Donderdag 15 februari trok de 64-jarige Rijswijker Dick van Ingen voor de 400ste keer naar de Sanquin bloedbank in Den Haag om zijn bloed te geven. Bij dit bijzondere aantal dat in Europa maar zelden door iemand wordt behaald, werd Van Ingen terecht in het zonnetje gezet.
Er heerst een bijna serene bedrijvigheid bij Sanquin Bloedbank aan de Mgr. Nolenslaan. Mensen melden zich bij de balie aan, zitten in de wachtkamer klaar om te doneren, waar anderen al in speciale ligstoelen verbonden aan slangetjes hun bloed afgeven.
Dick van Ingen is die donderdag een gevierd man als hij de bloedbank binnenkomt – er ligt een mooie bos bloemen klaar. Niet nodig als het aan hem ligt. Voor Van Ingen is doneren de gewoonste zaak van de wereld – “als eten en drinken”, schetst de sympathieke Rijswijker. “Het moeten zo’n 40 emmers bloed zijn die ik sinds begin jaren ’80 heb gedoneerd”, overpeinst Van Ingen als zijn 400ste donatie er op zit. “Toen gaf ik nog vol bloed. Later werd dat plasmadonatie, waarbij het bloed wordt gescheiden in plasma en bloedcellen.”
Alleen het plasma, dat voornamelijk uit water bestaat waarin onder meer mineralen, koolhydraten, vitaminen, vetten, hormonen en meer dan honderd verschillende eiwitten zitten, wordt afgenomen. De rode bloedcellen gaan weer terug naar de donor. Maar ook trombocyten, met name van belang voor de stolling van het bloed, worden onttrokken.

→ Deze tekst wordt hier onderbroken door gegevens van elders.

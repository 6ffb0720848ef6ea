use std::fmt;

#[derive(Debug, Clone, PartialEq, Eq)]
pub enum ValidationError {
    Empty { field: &'static str },
    InvalidUrl { input: String },
}

impl fmt::Display for ValidationError {
    fn fmt(&self, f: &mut fmt::Formatter<'_>) -> fmt::Result {
        match self {
            Self::Empty { field } => write!(f, "{field} must not be empty"),
            Self::InvalidUrl { input } => write!(f, "invalid callback url: {input}"),
        }
    }
}

impl std::error::Error for ValidationError {}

“Ik beschouw het doneren van bloed als een zegen, geen verdienste. Toen ik vorig jaar aan de Wateringse Veld-loop meedeed droeg ik een door Sanquin gesponsord T-shirt met daarop de tekst: ‘Echte helden geven bloed’. Op een gegeven moment werd ik aangesproken door een man die een hartoperatie had ondergaan: ‘Dankzij jou kan ik meedoen’, zei de beste man. Dat te horen doet goed, kan ik je vertellen. En met dat gevoel rijd ik iedere twee weken naar Loosduinen”, besluit de Man van 40 emmers Bloed.
Dankzij mensen zoals Dick van Ingen zijn patiënten die brandwonden hebben opgelopen, bloedverlies hebben geleden of een operatie hebben ondergaan weer enorm geholpen.